Das ist ein sehr wichtiger Teil, und deshalb haben wir uns von Anfang an beteiligt, und wir fragen die richtigen Fragen, und dann planen wir die Studie, damit die Patienten das Gefühl haben „Das ist etwas Wichtiges für mich, und ich möchte daran teilnehmen.” In Bezug auf klinische Studien haben wir weniger Probleme Patienten einzubeziehen; sie sind bereits durch die Patientenorganisation informiert, die ein Teil dieses Prozesses vom Anfang an ist; es ist eine weitere Vertrauensbasis die, glaube ich, sehr wichtig ist. Oft beginnt Patientenbeteiligung nur, wenn es eine klinische Studie gibt und sie endet nach der Studie; wir wollen aber weiterhin beteiligt sein, weil es sehr wichtig ist, dass wir am Gesundheitstechnologiebewertungs-Prozess beteiligt sind und mit den Regulierungsbeamten in Kontakt stehen, damit wir diese Leute überzeugen können, dass wir dieses Medikament auf dem Markt benötigen, und dass, z. B. die Kosten den Patienten rückerstattet werden, damit sie zu diesem Medikament Zugang haben.

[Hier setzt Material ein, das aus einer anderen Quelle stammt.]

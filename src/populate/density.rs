//! Density filtering of projected candidates.
use glam::{Vec2, Vec3};
use rand::Rng as RngCore;

use crate::error::{Error, Result};
use crate::field::ScalarField;
use crate::populate::rand01;

/// Filter an index-aligned batch of `(uv, world)` candidates by a density
/// field, preserving order.
///
/// The threshold cut runs first; when `proportional` is set, each survivor
/// additionally passes a Bernoulli trial `p <= value` with
/// `p ~ U(field_min, field_max)`. Without a field every candidate passes
/// unchanged (the proportional-without-field case is rejected by request
/// validation before sampling starts).
#[allow(clippy::too_many_arguments)]
pub(crate) fn filter_by_density(
    uv: Vec<Vec2>,
    world: Vec<Vec3>,
    density: Option<&dyn ScalarField>,
    threshold: f32,
    proportional: bool,
    field_min: f32,
    field_max: f32,
    rng: &mut dyn RngCore,
) -> Result<(Vec<Vec2>, Vec<Vec3>)> {
    debug_assert_eq!(uv.len(), world.len());

    let Some(field) = density else {
        return Ok((uv, world));
    };

    let positions: Vec<mint::Vector3<f32>> = world.iter().copied().map(Into::into).collect();
    let values = field.evaluate(&positions)?;
    if values.len() != world.len() {
        return Err(Error::Field(format!(
            "density field returned {} values for {} points",
            values.len(),
            world.len()
        )));
    }

    let mut kept_uv = Vec::with_capacity(uv.len());
    let mut kept_world = Vec::with_capacity(world.len());

    for ((p_uv, p_world), value) in uv.into_iter().zip(world).zip(values) {
        if value < threshold {
            continue;
        }
        if proportional {
            let p = field_min + rand01(rng) * (field_max - field_min);
            if p > value {
                continue;
            }
        }
        kept_uv.push(p_uv);
        kept_world.push(p_world);
    }

    Ok((kept_uv, kept_world))
}

#[cfg(test)]
mod tests {
    use rand::rngs::StdRng;
    use rand::SeedableRng;

    use super::*;
    use crate::field::{ConstantField, FnField};

    fn batch(n: usize) -> (Vec<Vec2>, Vec<Vec3>) {
        let uv: Vec<Vec2> = (0..n).map(|i| Vec2::new(i as f32, 0.0)).collect();
        let world: Vec<Vec3> = (0..n).map(|i| Vec3::new(i as f32, 0.0, 0.0)).collect();
        (uv, world)
    }

    #[test]
    fn no_field_passes_everything_unchanged() {
        let mut rng = StdRng::seed_from_u64(1);
        let (uv, world) = batch(8);
        let (kept_uv, kept_world) = filter_by_density(
            uv.clone(),
            world.clone(),
            None,
            0.5,
            false,
            0.0,
            1.0,
            &mut rng,
        )
        .expect("no-field filtering");

        assert_eq!(kept_uv, uv);
        assert_eq!(kept_world, world);
    }

    #[test]
    fn threshold_discards_low_values_and_preserves_order() {
        let mut rng = StdRng::seed_from_u64(1);
        // Value equals the world x coordinate, so points 0..5 fall below 5.0.
        let field = FnField::new(|p: glam::Vec3| p.x);
        let (uv, world) = batch(10);

        let (kept_uv, kept_world) =
            filter_by_density(uv, world, Some(&field), 5.0, false, 0.0, 10.0, &mut rng)
                .expect("threshold filtering");

        assert_eq!(kept_world.len(), 5);
        for (p_uv, p_world) in kept_uv.iter().zip(&kept_world) {
            assert!(p_world.x >= 5.0);
            assert_eq!(p_uv.x, p_world.x);
        }
        assert!(kept_world.windows(2).all(|w| w[0].x < w[1].x));
    }

    #[test]
    fn proportional_accepts_everything_at_field_max() {
        let mut rng = StdRng::seed_from_u64(7);
        let field = ConstantField::new(1.0);
        let (uv, world) = batch(500);

        let (kept_uv, _) =
            filter_by_density(uv, world, Some(&field), 0.0, true, 0.0, 1.0, &mut rng)
                .expect("proportional filtering");

        // p ~ U(0, 1) and value == 1.0, so p <= value always holds.
        assert_eq!(kept_uv.len(), 500);
    }

    #[test]
    fn proportional_rejects_almost_everything_at_field_min() {
        let mut rng = StdRng::seed_from_u64(7);
        let field = ConstantField::new(0.0);
        let (uv, world) = batch(500);

        let (kept_uv, _) =
            filter_by_density(uv, world, Some(&field), 0.0, true, 0.0, 1.0, &mut rng)
                .expect("proportional filtering");

        // p ~ U(0, 1) and value == 0.0, so p <= value only when p draws 0 exactly.
        assert!(kept_uv.len() <= 1);
    }

    #[test]
    fn mismatched_field_output_is_an_error() {
        struct Short;
        impl ScalarField for Short {
            fn evaluate(&self, positions: &[mint::Vector3<f32>]) -> Result<Vec<f32>> {
                Ok(vec![1.0; positions.len().saturating_sub(1)])
            }
        }

        let mut rng = StdRng::seed_from_u64(1);
        let (uv, world) = batch(4);
        let result = filter_by_density(uv, world, Some(&Short), 0.0, false, 0.0, 1.0, &mut rng);
        assert!(matches!(result, Err(Error::Field(_))));
    }
}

WAS SIND EINIGE HERAUSFORDERUNGEN UND HINDERNISSE, DENEN SIE IN IHRER ARBEIT ALS PATIENTENVERTRETER AUSGESETZT SIND?

Zum einen ist es ein täglicher Kampf die finanziellen Mittel zu bekommen. Ich könnte den ganzen Tag damit verbringen, aber ich habe viel Wichtigeres zu tun als Fundraising. In Österreich bekommen wir keine finanzielle Unterstützung für eine NPO, wir sind daher zu 100% auf Spenden und Firmensponsoren angewiesen, das ist sehr wichtig und nimmt viel Zeit ein. Mein Wunsch wäre, dass es anders wäre. Es gibt europäische Beispiele, wo Unterstützung von der Regierung kommt.

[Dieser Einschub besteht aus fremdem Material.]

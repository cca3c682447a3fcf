mod common;

use std::hint::black_box;
use std::sync::Arc;

use criterion::{criterion_group, criterion_main, BenchmarkId, Criterion};
use surface_scatter::prelude::*;

const COUNTS: [usize; 4] = [50, 200, 1000, 5000];

fn plane() -> PlanePatch {
    PlanePatch::xy(100.0)
}

fn populate_unconstrained_benches(c: &mut Criterion) {
    let surface = plane();
    let mut group = c.benchmark_group("populate/unconstrained");

    for &count in &COUNTS {
        group.throughput(common::elements_throughput(count));
        let request = PopulateRequest::new(count).with_seed(0xC0FFEE);

        group.bench_with_input(BenchmarkId::from_parameter(count), &count, |b, _| {
            b.iter(|| {
                let result = populate(&surface, &request).expect("populate");
                black_box(result.len());
            });
        });
    }

    group.finish();
}

fn populate_fixed_separation_benches(c: &mut Criterion) {
    let surface = plane();
    let mut group = c.benchmark_group("populate/fixed_separation");

    for &count in &COUNTS {
        group.throughput(common::elements_throughput(count));
        let request = PopulateRequest::new(count)
            .with_separation(Separation::Fixed(1.0))
            .with_seed(0xBEEF);

        group.bench_with_input(BenchmarkId::from_parameter(count), &count, |b, _| {
            b.iter(|| {
                let result = populate(&surface, &request).expect("populate");
                black_box(result.len());
            });
        });
    }

    group.finish();
}

fn populate_field_separation_benches(c: &mut Criterion) {
    let surface = plane();
    let mut group = c.benchmark_group("populate/field_separation");

    for &count in &COUNTS {
        group.throughput(common::elements_throughput(count));
        let request = PopulateRequest::new(count)
            .with_separation(Separation::Field {
                field: Arc::new(ConstantField::new(0.5)),
                random_radius: true,
            })
            .with_seed(0xA11CE);

        group.bench_with_input(BenchmarkId::from_parameter(count), &count, |b, _| {
            b.iter(|| {
                let result = populate(&surface, &request).expect("populate");
                black_box(result.len());
            });
        });
    }

    group.finish();
}

criterion_group! {
    name = benches;
    config = common::default_criterion();
    targets = populate_unconstrained_benches, populate_fixed_separation_benches, populate_field_separation_benches
}
criterion_main!(benches);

Es ist eine Herausforderung Menschen zusammenzubringen, weil wir derzeit keine aktive europäische Patientenorganisation haben; wir haben gerade erst damit begonnen, und ich wurde zum europäischen Koordinator für diese große Aufgabe gewählt. Es ist sehr wichtig, dass Patienten, vor allem jene mit seltenen Krankheiten, verstehen, dass wir alle die gleichen Herausforderungen und Ziele haben. Wir müssen verstehen, dass wir diese Ziele viel früher erreichen, wenn wir zusammenarbeiten und unsere Anstrengungen vereinen, denn es ist eine Verschwendung von Geld, Zeit und Ressourcen, wenn jedes Land das Rad wiedererfindet.

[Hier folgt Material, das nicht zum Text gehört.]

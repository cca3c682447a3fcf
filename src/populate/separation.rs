//! Separation enforcement between accepted points.
//!
//! Candidates are checked one at a time against every previously accepted
//! point (including avoid spheres and points accepted earlier in the same
//! batch), so acceptance is order-dependent and must not be vectorized. The
//! guard keeps one incrementally updated spatial hash across the whole call
//! instead of rebuilding a structure per query.
use std::collections::HashMap;

use glam::{IVec3, Vec3};

/// Incrementally updatable spatial hash over points with per-point radii.
///
/// Cells are keyed by quantized coordinates; the running maximum radius
/// bounds how far a conflicting point can sit from a candidate's cell. When
/// the query neighborhood would cover more cells than are occupied, the
/// lookup falls back to scanning the occupied cells directly, which keeps
/// wildly mismatched cell sizes correct.
pub(crate) struct SpatialHashGrid {
    cell_size: f32,
    cells: HashMap<IVec3, Vec<usize>>,
    points: Vec<Vec3>,
    radii: Vec<f32>,
    max_radius: f32,
}

impl SpatialHashGrid {
    pub fn new(cell_size: f32) -> Self {
        debug_assert!(cell_size > 0.0 && cell_size.is_finite());
        Self {
            cell_size,
            cells: HashMap::new(),
            points: Vec::new(),
            radii: Vec::new(),
            max_radius: 0.0,
        }
    }

    #[inline]
    fn cell_of(&self, point: Vec3) -> IVec3 {
        (point / self.cell_size).floor().as_ivec3()
    }

    pub fn insert(&mut self, point: Vec3, radius: f32) {
        let index = self.points.len();
        self.points.push(point);
        self.radii.push(radius);
        self.max_radius = self.max_radius.max(radius);
        self.cells.entry(self.cell_of(point)).or_default().push(index);
    }

    /// Whether `point` with exclusion radius `radius` conflicts with any
    /// stored point. A stored point `q` conflicts when
    /// `distance(point, q) < max(min_dist, radius + radius(q))`.
    pub fn conflicts(&self, point: Vec3, radius: f32, min_dist: f32) -> bool {
        if self.points.is_empty() {
            return false;
        }

        let reach = (radius + self.max_radius).max(min_dist);
        let span = (reach / self.cell_size).ceil() as f64;
        let width = 2.0 * span + 1.0;

        if !width.is_finite() || width * width * width > self.cells.len() as f64 {
            return (0..self.points.len()).any(|i| self.hits(point, radius, min_dist, i));
        }

        let center = self.cell_of(point);
        let span = span as i32;
        for dz in -span..=span {
            for dy in -span..=span {
                for dx in -span..=span {
                    let key = center + IVec3::new(dx, dy, dz);
                    if let Some(bucket) = self.cells.get(&key) {
                        if bucket.iter().any(|&i| self.hits(point, radius, min_dist, i)) {
                            return true;
                        }
                    }
                }
            }
        }

        false
    }

    #[inline]
    fn hits(&self, point: Vec3, radius: f32, min_dist: f32, index: usize) -> bool {
        let required = (radius + self.radii[index]).max(min_dist);
        point.distance_squared(self.points[index]) < required * required
    }
}

/// Mode-aware wrapper applying the separation rules of
/// [`Separation`](crate::populate::Separation).
pub(crate) enum SeparationGuard {
    /// Every candidate is admitted.
    Unconstrained,
    /// Fixed minimum distance; stored radii (from avoid spheres) still widen
    /// the requirement to `max(min_dist, radius(q))`.
    Fixed { min_dist: f32, grid: SpatialHashGrid },
    /// Exclusion spheres must not overlap: `distance >= r + r_q`.
    /// The grid is created on first insert so its cell size can follow the
    /// first observed radius.
    Radii { grid: Option<SpatialHashGrid> },
}

impl SeparationGuard {
    pub fn fixed(min_dist: f32) -> Self {
        SeparationGuard::Fixed {
            min_dist,
            grid: SpatialHashGrid::new(min_dist),
        }
    }

    pub fn radii() -> Self {
        SeparationGuard::Radii { grid: None }
    }

    /// Whether a candidate at `point` with exclusion radius `radius` keeps
    /// the required distance to everything inserted so far.
    pub fn admits(&self, point: Vec3, radius: f32) -> bool {
        match self {
            SeparationGuard::Unconstrained => true,
            SeparationGuard::Fixed { min_dist, grid } => !grid.conflicts(point, 0.0, *min_dist),
            SeparationGuard::Radii { grid } => grid
                .as_ref()
                .is_none_or(|g| !g.conflicts(point, radius, 0.0)),
        }
    }

    pub fn insert(&mut self, point: Vec3, radius: f32) {
        match self {
            SeparationGuard::Unconstrained => {}
            SeparationGuard::Fixed { grid, .. } => grid.insert(point, radius),
            SeparationGuard::Radii { grid } => {
                let grid = grid.get_or_insert_with(|| {
                    let cell = if radius > 0.0 { radius } else { 1.0 };
                    SpatialHashGrid::new(cell)
                });
                grid.insert(point, radius);
            }
        }
    }
}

Nicht nur Patienten müssen zusammenarbeiten. Wir müssen mit akademischer Forschung aber natürlich auch mit Pharmaunternehmen und den Behörden zusammenarbeiten. Das ist eine große Aufgabe, weil ich glaube, dass Patientenbeteiligung gerade erst begonnen hat. Die Menschen verstehen die Wichtigkeit des Konzepts, aber im praktischen Leben existiert es noch nicht recht. Meiner Erfahrung nach ist es eine große Herausforderung, denn derzeit ist kein Medikament für meine Krankheit am Markt. Die Pharmaunternehmen sprechen wirklich nicht viel mit mir, denn sie sagen „Wegen unserer Compliance-Richtlinien können wir Sie nur unterstützen, wenn wir in Ihrem Krankheitsbereich aktiv sind”. Das ist vielleicht eine große Herausforderung. Und es ist schwierig für Menschen zusammenzuarbeiten, weil akademische Forschung so wettbewerbsorientiert ist. Die Menschen arbeiten lieber nicht zusammen und präsentieren ihre Daten getrennt als das große Bild zu sehen und zu sagen „okay, wir arbeiten zusammen und erreichen unser Ziel früher.” Aber momentan tun sie das nicht. Ja. Ich möchte nicht zu bezeichnend werden und sagen, dass sie sich mehr auf ihre Karrieren als auf die Patienten konzentrieren, aber momentan konzentriert sich das System nicht auf die Patienten, sondern auf die Veröffentlichung von Studien.

Ich glaube, dass EUPATI mir die Grundkenntnisse gegeben hat eine richtige Strategie zu entwickeln, um die vielen, vielen Probleme, die unsere Krankheitsgruppe konfrontiert, zu lösen. Ich hoffe, dass ich dieses Wissen verwenden kann und die Menschen um mich vereinigen kann, dass wir dieses Ziel erreichen und zusammenarbeiten. Ich glaube der Schlüssel zum Erfolg ist Zusammenarbeit und zu wissen was man will und wie man es erreichen kann.